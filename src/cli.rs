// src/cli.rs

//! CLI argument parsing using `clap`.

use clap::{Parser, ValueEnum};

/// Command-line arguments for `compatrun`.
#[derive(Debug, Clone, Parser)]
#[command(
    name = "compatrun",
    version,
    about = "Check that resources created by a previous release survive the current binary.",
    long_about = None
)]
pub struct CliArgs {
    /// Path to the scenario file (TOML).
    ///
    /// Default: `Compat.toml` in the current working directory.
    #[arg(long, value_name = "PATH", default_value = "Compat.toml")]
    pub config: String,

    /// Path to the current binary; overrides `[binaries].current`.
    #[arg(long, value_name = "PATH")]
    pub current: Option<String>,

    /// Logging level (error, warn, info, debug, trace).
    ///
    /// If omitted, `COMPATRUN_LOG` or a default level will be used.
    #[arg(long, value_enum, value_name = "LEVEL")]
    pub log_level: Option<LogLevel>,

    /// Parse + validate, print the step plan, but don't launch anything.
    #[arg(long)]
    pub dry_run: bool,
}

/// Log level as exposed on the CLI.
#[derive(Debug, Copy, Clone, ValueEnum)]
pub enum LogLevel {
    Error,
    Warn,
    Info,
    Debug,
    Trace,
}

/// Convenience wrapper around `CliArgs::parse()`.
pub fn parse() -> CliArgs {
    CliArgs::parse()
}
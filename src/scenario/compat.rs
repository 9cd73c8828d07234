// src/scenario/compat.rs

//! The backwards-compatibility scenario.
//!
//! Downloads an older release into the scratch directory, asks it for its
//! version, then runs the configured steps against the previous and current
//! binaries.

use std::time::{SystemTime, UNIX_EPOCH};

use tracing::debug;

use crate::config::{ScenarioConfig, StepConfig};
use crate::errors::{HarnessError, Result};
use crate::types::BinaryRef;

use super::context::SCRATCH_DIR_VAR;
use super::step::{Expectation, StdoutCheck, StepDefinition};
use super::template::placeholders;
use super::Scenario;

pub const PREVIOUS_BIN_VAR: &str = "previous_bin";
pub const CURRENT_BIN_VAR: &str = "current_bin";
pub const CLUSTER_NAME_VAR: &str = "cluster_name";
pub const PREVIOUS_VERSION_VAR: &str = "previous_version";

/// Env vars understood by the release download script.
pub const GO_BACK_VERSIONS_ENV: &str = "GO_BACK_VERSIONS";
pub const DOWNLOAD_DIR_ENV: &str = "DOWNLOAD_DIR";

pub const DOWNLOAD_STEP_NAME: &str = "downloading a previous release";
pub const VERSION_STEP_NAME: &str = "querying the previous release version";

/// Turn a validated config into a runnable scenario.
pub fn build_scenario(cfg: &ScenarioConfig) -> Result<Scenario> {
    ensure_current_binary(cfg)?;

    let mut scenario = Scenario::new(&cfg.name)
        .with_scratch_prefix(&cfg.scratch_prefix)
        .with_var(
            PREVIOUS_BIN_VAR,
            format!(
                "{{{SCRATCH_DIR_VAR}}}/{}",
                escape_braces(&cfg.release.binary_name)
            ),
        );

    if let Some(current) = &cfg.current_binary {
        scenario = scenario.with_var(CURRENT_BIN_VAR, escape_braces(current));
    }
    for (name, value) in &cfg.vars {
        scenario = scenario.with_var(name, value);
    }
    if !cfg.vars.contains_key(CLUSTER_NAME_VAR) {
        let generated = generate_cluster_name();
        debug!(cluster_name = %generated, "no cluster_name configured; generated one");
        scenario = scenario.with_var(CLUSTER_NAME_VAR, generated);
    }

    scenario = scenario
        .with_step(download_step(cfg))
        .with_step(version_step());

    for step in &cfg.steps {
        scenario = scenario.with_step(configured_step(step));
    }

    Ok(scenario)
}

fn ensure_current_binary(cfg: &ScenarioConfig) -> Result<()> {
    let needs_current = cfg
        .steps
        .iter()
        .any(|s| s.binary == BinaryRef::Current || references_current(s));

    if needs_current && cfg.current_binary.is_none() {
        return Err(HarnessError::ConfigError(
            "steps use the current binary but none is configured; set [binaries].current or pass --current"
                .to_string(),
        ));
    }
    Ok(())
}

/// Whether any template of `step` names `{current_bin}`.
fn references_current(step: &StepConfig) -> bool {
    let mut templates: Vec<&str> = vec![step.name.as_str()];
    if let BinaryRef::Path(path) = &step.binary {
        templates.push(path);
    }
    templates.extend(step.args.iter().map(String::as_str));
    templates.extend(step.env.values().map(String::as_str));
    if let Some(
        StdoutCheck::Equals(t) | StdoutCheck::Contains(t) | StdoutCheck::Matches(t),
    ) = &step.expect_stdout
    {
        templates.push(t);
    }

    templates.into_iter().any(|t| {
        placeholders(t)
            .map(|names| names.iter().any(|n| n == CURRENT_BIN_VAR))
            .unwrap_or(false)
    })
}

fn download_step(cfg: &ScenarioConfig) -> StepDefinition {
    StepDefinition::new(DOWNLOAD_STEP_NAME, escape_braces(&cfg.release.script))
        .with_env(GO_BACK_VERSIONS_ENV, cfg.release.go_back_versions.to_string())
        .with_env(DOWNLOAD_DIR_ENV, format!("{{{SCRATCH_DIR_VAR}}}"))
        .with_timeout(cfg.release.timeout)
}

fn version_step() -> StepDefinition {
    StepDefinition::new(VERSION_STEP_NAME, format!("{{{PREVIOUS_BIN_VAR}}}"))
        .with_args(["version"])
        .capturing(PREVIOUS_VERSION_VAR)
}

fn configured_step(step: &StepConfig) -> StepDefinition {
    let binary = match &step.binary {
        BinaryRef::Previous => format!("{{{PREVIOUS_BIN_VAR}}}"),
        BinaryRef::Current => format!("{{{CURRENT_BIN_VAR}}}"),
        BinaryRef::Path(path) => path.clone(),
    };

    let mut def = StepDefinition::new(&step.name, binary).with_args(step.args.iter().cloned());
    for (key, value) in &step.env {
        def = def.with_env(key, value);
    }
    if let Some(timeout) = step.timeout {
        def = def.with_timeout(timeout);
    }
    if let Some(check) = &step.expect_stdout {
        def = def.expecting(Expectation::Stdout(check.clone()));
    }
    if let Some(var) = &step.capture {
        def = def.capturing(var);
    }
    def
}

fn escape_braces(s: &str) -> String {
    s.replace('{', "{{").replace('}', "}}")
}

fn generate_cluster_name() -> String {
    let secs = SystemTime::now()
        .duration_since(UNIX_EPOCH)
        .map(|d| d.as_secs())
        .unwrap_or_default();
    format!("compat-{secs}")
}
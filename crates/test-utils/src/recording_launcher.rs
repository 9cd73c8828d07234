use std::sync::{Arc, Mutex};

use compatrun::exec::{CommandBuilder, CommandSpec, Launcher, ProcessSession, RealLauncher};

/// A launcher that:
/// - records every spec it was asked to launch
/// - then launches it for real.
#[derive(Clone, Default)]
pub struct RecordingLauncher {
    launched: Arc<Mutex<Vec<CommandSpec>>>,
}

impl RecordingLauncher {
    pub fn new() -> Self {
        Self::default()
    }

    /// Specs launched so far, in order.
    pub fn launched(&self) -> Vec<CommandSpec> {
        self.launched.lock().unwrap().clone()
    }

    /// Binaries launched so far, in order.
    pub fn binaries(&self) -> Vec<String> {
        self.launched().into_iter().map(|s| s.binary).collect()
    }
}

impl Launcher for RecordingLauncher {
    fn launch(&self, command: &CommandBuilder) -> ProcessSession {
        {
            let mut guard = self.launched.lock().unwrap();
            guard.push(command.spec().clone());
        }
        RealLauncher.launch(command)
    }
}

AIM OF THE EXERCISE
Reproduce all of the records, keeping every character unchanged.

RESULT
filename src/cli.rs
// src/cli.rs

//! CLI argument parsing using `clap`.

use clap::{Parser, ValueEnum};

/// Command-line arguments for `compatrun`.
#[derive(Debug, Clone, Parser)]
#[command(
    name = "compatrun",
    version,
    about = "Check that resources created by a previous release survive the current binary.",
    long_about = None
)]
pub struct CliArgs {
    /// Path to the scenario file (TOML).
    ///
    /// Default: `Compat.toml` in the current working directory.
    #[arg(long, value_name = "PATH", default_value = "Compat.toml")]
    pub config: String,

    /// Path to the current binary; overrides `[binaries].current`.
    #[arg(long, value_name = "PATH")]
    pub current: Option<String>,

    /// Logging level (error, warn, info, debug, trace).
    ///
    /// If omitted, `COMPATRUN_LOG` or a default level will be used.
    #[arg(long, value_enum, value_name = "LEVEL")]
    pub log_level: Option<LogLevel>,

    /// Parse + validate, print the step plan, but don't launch anything.
    #[arg(long)]
    pub dry_run: bool,
}

/// Log level as exposed on the CLI.
#[derive(Debug, Copy, Clone, ValueEnum)]
pub enum LogLevel {
    Error,
    Warn,
    Info,
    Debug,
    Trace,
}

/// Convenience wrapper around `CliArgs::parse()`.
pub fn parse() -> CliArgs {
    CliArgs::parse()
}
filename src/scenario/compat.rs
repository 9cd73c8828d07234
// src/scenario/compat.rs

//! The backwards-compatibility scenario.
//!
//! Downloads an older release into the scratch directory, asks it for its
//! version, then runs the configured steps against the previous and current
//! binaries.

use std::time::{SystemTime, UNIX_EPOCH};

use tracing::debug;

use crate::config::{ScenarioConfig, StepConfig};
use crate::errors::{HarnessError, Result};
use crate::types::BinaryRef;

use super::context::SCRATCH_DIR_VAR;
use super::step::{Expectation, StdoutCheck, StepDefinition};
use super::template::placeholders;
use super::Scenario;

pub const PREVIOUS_BIN_VAR: &str = "previous_bin";
pub const CURRENT_BIN_VAR: &str = "current_bin";
pub const CLUSTER_NAME_VAR: &str = "cluster_name";
pub const PREVIOUS_VERSION_VAR: &str = "previous_version";

/// Env vars understood by the release download script.
pub const GO_BACK_VERSIONS_ENV: &str = "GO_BACK_VERSIONS";
pub const DOWNLOAD_DIR_ENV: &str = "DOWNLOAD_DIR";

pub const DOWNLOAD_STEP_NAME: &str = "downloading a previous release";
pub const VERSION_STEP_NAME: &str = "querying the previous release version";

/// Turn a validated config into a runnable scenario.
pub fn build_scenario(cfg: &ScenarioConfig) -> Result<Scenario> {
    ensure_current_binary(cfg)?;

    let mut scenario = Scenario::new(&cfg.name)
        .with_scratch_prefix(&cfg.scratch_prefix)
        .with_var(
            PREVIOUS_BIN_VAR,
            format!(
                "{{{SCRATCH_DIR_VAR}}}/{}",
                escape_braces(&cfg.release.binary_name)
            ),
        );

    if let Some(current) = &cfg.current_binary {
        scenario = scenario.with_var(CURRENT_BIN_VAR, escape_braces(current));
    }
    for (name, value) in &cfg.vars {
        scenario = scenario.with_var(name, value);
    }
    if !cfg.vars.contains_key(CLUSTER_NAME_VAR) {
        let generated = generate_cluster_name();
        debug!(cluster_name = %generated, "no cluster_name configured; generated one");
        scenario = scenario.with_var(CLUSTER_NAME_VAR, generated);
    }

    scenario = scenario
        .with_step(download_step(cfg))
        .with_step(version_step());

    for step in &cfg.steps {
        scenario = scenario.with_step(configured_step(step));
    }

    Ok(scenario)
}

fn ensure_current_binary(cfg: &ScenarioConfig) -> Result<()> {
    let needs_current = cfg
        .steps
        .iter()
        .any(|s| s.binary == BinaryRef::Current || references_current(s));

    if needs_current && cfg.current_binary.is_none() {
        return Err(HarnessError::ConfigError(
            "steps use the current binary but none is configured; set [binaries].current or pass --current"
                .to_string(),
        ));
    }
    Ok(())
}

/// Whether any template of `step` names `{current_bin}`.
fn references_current(step: &StepConfig) -> bool {
    let mut templates: Vec<&str> = vec![step.name.as_str()];
    if let BinaryRef::Path(path) = &step.binary {
        templates.push(path);
    }
    templates.extend(step.args.iter().map(String::as_str));
    templates.extend(step.env.values().map(String::as_str));
    if let Some(
        StdoutCheck::Equals(t) | StdoutCheck::Contains(t) | StdoutCheck::Matches(t),
    ) = &step.expect_stdout
    {
        templates.push(t);
    }

    templates.into_iter().any(|t| {
        placeholders(t)
            .map(|names| names.iter().any(|n| n == CURRENT_BIN_VAR))
            .unwrap_or(false)
    })
}

fn download_step(cfg: &ScenarioConfig) -> StepDefinition {
    StepDefinition::new(DOWNLOAD_STEP_NAME, escape_braces(&cfg.release.script))
        .with_env(GO_BACK_VERSIONS_ENV, cfg.release.go_back_versions.to_string())
        .with_env(DOWNLOAD_DIR_ENV, format!("{{{SCRATCH_DIR_VAR}}}"))
        .with_timeout(cfg.release.timeout)
}

fn version_step() -> StepDefinition {
    StepDefinition::new(VERSION_STEP_NAME, format!("{{{PREVIOUS_BIN_VAR}}}"))
        .with_args(["version"])
        .capturing(PREVIOUS_VERSION_VAR)
}

fn configured_step(step: &StepConfig) -> StepDefinition {
    let binary = match &step.binary {
        BinaryRef::Previous => format!("{{{PREVIOUS_BIN_VAR}}}"),
        BinaryRef::Current => format!("{{{CURRENT_BIN_VAR}}}"),
        BinaryRef::Path(path) => path.clone(),
    };

    let mut def = StepDefinition::new(&step.name, binary).with_args(step.args.iter().cloned());
    for (key, value) in &step.env {
        def = def.with_env(key, value);
    }
    if let Some(timeout) = step.timeout {
        def = def.with_timeout(timeout);
    }
    if let Some(check) = &step.expect_stdout {
        def = def.expecting(Expectation::Stdout(check.clone()));
    }
    if let Some(var) = &step.capture {
        def = def.capturing(var);
    }
    def
}

fn escape_braces(s: &str) -> String {
    s.replace('{', "{{").replace('}', "}}")
}

fn generate_cluster_name() -> String {
    let secs = SystemTime::now()
        .duration_since(UNIX_EPOCH)
        .map(|d| d.as_secs())
        .unwrap_or_default();
    format!("compat-{secs}")
}
filename crates/test-utils/src/recording_launcher.rs
repository 9cd73c8828d07234
use std::sync::{Arc, Mutex};

use compatrun::exec::{CommandBuilder, CommandSpec, Launcher, ProcessSession, RealLauncher};

/// A launcher that:
/// - records every spec it was asked to launch
/// - then launches it for real.
#[derive(Clone, Default)]
pub struct RecordingLauncher {
    launched: Arc<Mutex<Vec<CommandSpec>>>,
}

impl RecordingLauncher {
    pub fn new() -> Self {
        Self::default()
    }

    /// Specs launched so far, in order.
    pub fn launched(&self) -> Vec<CommandSpec> {
        self.launched.lock().unwrap().clone()
    }

    /// Binaries launched so far, in order.
    pub fn binaries(&self) -> Vec<String> {
        self.launched().into_iter().map(|s| s.binary).collect()
    }
}

impl Launcher for RecordingLauncher {
    fn launch(&self, command: &CommandBuilder) -> ProcessSession {
        {
            let mut guard = self.launched.lock().unwrap();
            guard.push(command.spec().clone());
        }
        RealLauncher.launch(command)
    }
}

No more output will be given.